- WORK TO COMPLETE: Of all the lines below, output only those starting at the one with "pub struct ToolCallingInput" and ending at the one with "with guidance appended.", both ends included, exactly as written.

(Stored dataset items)
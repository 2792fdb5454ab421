use reqwest::StatusCode;

/// Failures while fetching pull requests for one repository.
#[derive(Debug, thiserror::Error)]
pub enum FetchError {
    #[error("request to {url} failed: {source}")]
    Request {
        url: String,
        #[source]
        source: reqwest::Error,
    },

    #[error("API request for {repo} failed with status {status}: {body}")]
    Status {
        repo: String,
        status: StatusCode,
        body: String,
    },

    #[error("unexpected pull request payload for {repo}: {source}")]
    Decode {
        repo: String,
        #[source]
        source: serde_json::Error,
    },
}
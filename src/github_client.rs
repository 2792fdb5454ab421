use anyhow::{Context, Result};
use base64::{Engine as _, engine::general_purpose};
use log::debug;
use reqwest::{Client, header};
use url::Url;

use crate::error::FetchError;
use crate::models::{ApiPullRequest, PullRequest};
use crate::reviewers::extract_reviewers;

const USER_AGENT: &str = concat!("pull-reviewers/", env!("CARGO_PKG_VERSION"));

/// GitHub REST API client
pub struct GitHubClient {
    client: Client,
    api_url: Url,
    auth_header: String,
}

impl GitHubClient {
    pub fn new(api_url: &Url, token: &str) -> Result<Self> {
        if api_url.cannot_be_a_base() {
            return Err(anyhow::anyhow!(
                "API URL cannot be used as a base: {}",
                api_url
            ));
        }

        // Token-as-username basic auth, no scopes needed for public metadata
        let credentials = format!("{}:x-oauth-basic", token);
        let auth_token = general_purpose::STANDARD.encode(credentials);
        let auth_header = format!("Basic {}", auth_token);

        let mut headers = header::HeaderMap::new();
        headers.insert(
            header::ACCEPT,
            header::HeaderValue::from_static("application/vnd.github+json"),
        );

        let client = Client::builder()
            .default_headers(headers)
            .user_agent(USER_AGENT)
            .build()
            .context("Failed to create HTTP client")?;

        Ok(Self {
            client,
            api_url: api_url.clone(),
            auth_header,
        })
    }

    fn pulls_url(&self, organization: &str, repository: &str) -> Url {
        let mut url = self.api_url.clone();
        if let Ok(mut segments) = url.path_segments_mut() {
            segments
                .pop_if_empty()
                .extend(["repos", organization, repository, "pulls"]);
        }
        url
    }

    /// Get the first page of open pull requests for one repository
    pub async fn open_pull_requests(
        &self,
        organization: &str,
        repository: &str,
    ) -> Result<Vec<PullRequest>, FetchError> {
        let url = self.pulls_url(organization, repository);

        debug!("Fetching open pull requests from {}", url);

        let request_failed = |source| FetchError::Request {
            url: url.to_string(),
            source,
        };

        let response = self
            .client
            .get(url.clone())
            .header(header::AUTHORIZATION, &self.auth_header)
            .send()
            .await
            .map_err(request_failed)?;

        let status = response.status();
        if !status.is_success() {
            let body = response
                .text()
                .await
                .unwrap_or_else(|_| String::from("Unable to read response body"));
            return Err(FetchError::Status {
                repo: format!("{}/{}", organization, repository),
                status,
                body,
            });
        }

        let body = response.text().await.map_err(request_failed)?;
        decode_pull_requests(organization, repository, &body)
    }
}

/// Decode a pulls listing into pull requests, keeping response order.
pub fn decode_pull_requests(
    organization: &str,
    repository: &str,
    body: &str,
) -> Result<Vec<PullRequest>, FetchError> {
    let records: Vec<ApiPullRequest> =
        serde_json::from_str(body).map_err(|source| FetchError::Decode {
            repo: format!("{}/{}", organization, repository),
            source,
        })?;

    Ok(records
        .into_iter()
        .map(|record| to_pull_request(repository, record))
        .collect())
}

fn to_pull_request(repository: &str, record: ApiPullRequest) -> PullRequest {
    let reviewers = record
        .body
        .as_deref()
        .map(extract_reviewers)
        .unwrap_or_default();

    PullRequest {
        repository: repository.to_string(),
        title: record.title,
        author: record.user.login,
        url: record.html_url,
        created_at: record.created_at,
        reviewers,
    }
}
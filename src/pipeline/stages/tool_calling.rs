//! Runs the tool calls of one model response and appends their results to the
//! conversation. Tool failures never abort the request: they become
//! `Error: ...` results the model can react to.

use super::PipelineStage;
use crate::error::StageError;
use crate::llm::stream::{StreamCallback, StreamChunk, ToolExecutionInfo};
use crate::llm::{Message, ToolArguments, ToolCall};
use crate::tools::args::parse_tool_arguments;
use crate::tools::{ToolOutput, ToolRegistry};
use serde_json::Value;
use std::sync::Arc;
use std::time::Instant;
use tracing::{debug, info, warn};

const EMPTY_RESULT_MARKERS: &[&str] = &[
    "no results",
    "not found",
    "empty",
    "no notes found",
    "0 results",
];

const EMPTY_RESULT_NOTE: &str = "NOTE: This tool returned no useful results with the provided parameters. \
Consider trying again with different parameters such as broader search terms, different filters, or alternative approaches.";

const SEARCH_TOOLS: &[&str] = &["search_notes", "keyword_search_notes"];

/// Whether a tool result carries nothing useful.
pub fn is_empty_tool_result(result: &Value, tool_name: &str) -> bool {
    match result {
        Value::Null => true,
        Value::String(s) => {
            let trimmed = s.trim().to_lowercase();
            trimmed.is_empty() || EMPTY_RESULT_MARKERS.iter().any(|m| trimmed.contains(m))
        }
        Value::Array(items) => items.is_empty(),
        Value::Object(map) => {
            if let Some(Value::Array(results)) = map.get("results") {
                return results.is_empty();
            }
            if let Some(count) = map.get("count").filter(|c| c.is_number()) {
                return count.as_f64() == Some(0.0);
            }
            SEARCH_TOOLS.contains(&tool_name)
                && map
                    .get("message")
                    .and_then(Value::as_str)
                    .is_some_and(|m| m.to_lowercase().contains("no notes found"))
        }
        _ => false,
    }
}

/// Text handed back to the model when a tool is missing or fails.
pub fn tool_guidance(registry: &ToolRegistry, tool_name: &str, error: &str) -> String {
    let available = registry.tool_names();
    let mut guidance = format!(
        "Tool execution failed: {}\nAvailable tools are: {}.\nPlease choose a valid tool and ensure parameters match the required schema.",
        error,
        available.join(", ")
    );
    if !available.iter().any(|n| n == tool_name) {
        guidance.push_str(&format!("\nNote: \"{}\" is not a valid tool name.", tool_name));
    }
    guidance
}

fn empty_result_directive(empty_tools: &[String]) -> String {
    let has = |name: &str| empty_tools.iter().any(|t| t == name);
    let mut directive = String::from("YOU MUST NOT GIVE UP AFTER A SINGLE EMPTY SEARCH RESULT. ");
    if has("search_notes") || has("keyword_search_notes") {
        directive.push_str(
            "IMMEDIATELY RUN ANOTHER SEARCH TOOL with broader search terms, alternative keywords, or related concepts. ",
        );
        directive.push_str("Try synonyms, more general terms, or related topics. ");
    }
    if has("keyword_search_notes") {
        directive.push_str(
            "IMMEDIATELY TRY SEARCH_NOTES INSTEAD as it might find matches where keyword search failed. ",
        );
    }
    directive.push_str(
        "DO NOT ask the user what to do next or if they want general information. CONTINUE SEARCHING with different parameters.",
    );
    directive
}

#[derive(Debug, Clone, Copy, PartialEq, Eq)]
pub enum ToolResultStatus {
    Success,
    Empty,
    Error,
}

/// One tool result appended to the conversation.
#[derive(Debug, Clone, PartialEq)]
pub struct ExecutedTool {
    pub call_id: String,
    pub name: String,
    pub content: String,
    pub status: ToolResultStatus,
}

pub struct ToolCallingInput {
    pub text: String,
    pub tool_calls: Vec<ToolCall>,
    pub messages: Vec<Message>,
    pub stream_callback: Option<StreamCallback>,
    pub session_id: Option<String>,
}

#[derive(Debug)]
pub struct ToolCallingOutput {
    pub messages: Vec<Message>,
    pub needs_follow_up: bool,
    pub results: Vec<ExecutedTool>,
}

pub struct ToolCallingStage {
    tools: Arc<ToolRegistry>,
}

impl ToolCallingStage {
    pub fn new(tools: Arc<ToolRegistry>) -> Self {
        Self { tools }
    }

    fn emit(callback: Option<&StreamCallback>, info: ToolExecutionInfo) {
        if let Some(cb) = callback {
            cb.call(&StreamChunk::status(info));
        }
    }

    /// Runs one call. `Err` holds the error text with guidance appended.
    fn run_call(
        &self,
        call: &ToolCall,
        callback: Option<&StreamCallback>,
    ) -> Result<ToolOutput, String> {
        let name = call.name();
        let Some(tool) = self.tools.get_tool(name) else {
            let error = format!("Tool not found: {}", name);
            warn!(tool = %name, "tool not found in registry");
            let message = format!("{}\n{}", error, tool_guidance(&self.tools, name, &error));
            Self::emit(callback, ToolExecutionInfo::error(name, &message));
            return Err(message);
        };

        let raw = call
            .arguments()
            .cloned()
            .unwrap_or_else(ToolArguments::empty);
        let parser = self
            .tools
            .get_tool_metadata(name)
            .and_then(|m| m.parse_arguments)
            .unwrap_or(parse_tool_arguments);
        let parsed = parser(&raw);
        for warning in &parsed.warnings {
            info!(tool = %name, %warning, "tool argument parse warning");
        }
        let args_value = Value::Object(parsed.args.clone());

        Self::emit(callback, ToolExecutionInfo::start(name, args_value.clone()));
        let started = Instant::now();
        match tool.execute(&parsed.args) {
            Ok(output) => {
                debug!(
                    tool = %name,
                    elapsed_ms = started.elapsed().as_millis() as u64,
                    "tool executed"
                );
                Self::emit(
                    callback,
                    ToolExecutionInfo::complete(name, args_value, Some(output.to_value())),
                );
                Ok(output)
            }
            Err(e) => {
                let error = e.to_string();
                warn!(tool = %name, error = %error, "tool execution failed");
                let message = format!("{}\n{}", error, tool_guidance(&self.tools, name, &error));
                Self::emit(callback, ToolExecutionInfo::error(name, &message));
                Err(message)
            }
        }
    }
}

impl PipelineStage for ToolCallingStage {
    type Input = ToolCallingInput;
    type Output = ToolCallingOutput;

    fn name(&self) -> &'static str {
        "tool_calling"
    }

    fn process(&self, input: ToolCallingInput) -> Result<ToolCallingOutput, StageError> {
        let ToolCallingInput {
            text,
            tool_calls,
            mut messages,
            stream_callback,
            session_id,
        } = input;

        if tool_calls.is_empty() {
            return Ok(ToolCallingOutput {
                messages,
                needs_follow_up: false,
                results: vec![],
            });
        }

        info!(
            calls = tool_calls.len(),
            session = session_id.as_deref().unwrap_or("-"),
            "executing tool calls"
        );
        messages.push(Message::assistant_with_tool_calls(&text, tool_calls.clone()));

        let mut results = Vec::with_capacity(tool_calls.len());
        for call in &tool_calls {
            let name = call.name().to_string();
            let (content, status) = match self.run_call(call, stream_callback.as_ref()) {
                Ok(output) => {
                    let text = output.to_text();
                    if is_empty_tool_result(&output.to_value(), &name) {
                        debug!(tool = %name, "tool returned an empty result");
                        (format!("{}\n\n{}", text, EMPTY_RESULT_NOTE), ToolResultStatus::Empty)
                    } else {
                        (text, ToolResultStatus::Success)
                    }
                }
                Err(message) => (format!("Error: {}", message), ToolResultStatus::Error),
            };
            messages.push(Message::tool_result(call.id(), &name, &content));
            results.push(ExecutedTool {
                call_id: call.id().to_string(),
                name,
                content,
                status,
            });
        }

        // The directive is triggered by empty results but names every result
        // whose text reads as empty, failed lookups included.
        if results.iter().any(|r| r.status == ToolResultStatus::Empty) {
            let empty_tools: Vec<String> = results
                .iter()
                .filter(|r| is_empty_tool_result(&Value::String(r.content.clone()), &r.name))
                .map(|r| r.name.clone())
                .collect();
            messages.push(Message::system(&empty_result_directive(&empty_tools)));
        }

        let needs_follow_up = !results.is_empty();
        debug!(
            results = results.len(),
            errors = results.iter().filter(|r| r.status == ToolResultStatus::Error).count(),
            empty = results.iter().filter(|r| r.status == ToolResultStatus::Empty).count(),
            needs_follow_up,
            "tool calls finished"
        );
        Ok(ToolCallingOutput {
            messages,
            needs_follow_up,
            results,
        })
    }
}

- ANSWER SECTION:
pub struct ToolCallingInput {
    pub text: String,
    pub tool_calls: Vec<ToolCall>,
    pub messages: Vec<Message>,
    pub stream_callback: Option<StreamCallback>,
    pub session_id: Option<String>,
}

#[derive(Debug)]
pub struct ToolCallingOutput {
    pub messages: Vec<Message>,
    pub needs_follow_up: bool,
    pub results: Vec<ExecutedTool>,
}

pub struct ToolCallingStage {
    tools: Arc<ToolRegistry>,
}

impl ToolCallingStage {
    pub fn new(tools: Arc<ToolRegistry>) -> Self {
        Self { tools }
    }

    fn emit(callback: Option<&StreamCallback>, info: ToolExecutionInfo) {
        if let Some(cb) = callback {
            cb.call(&StreamChunk::status(info));
        }
    }

    /// Runs one call. `Err` holds the error text with guidance appended.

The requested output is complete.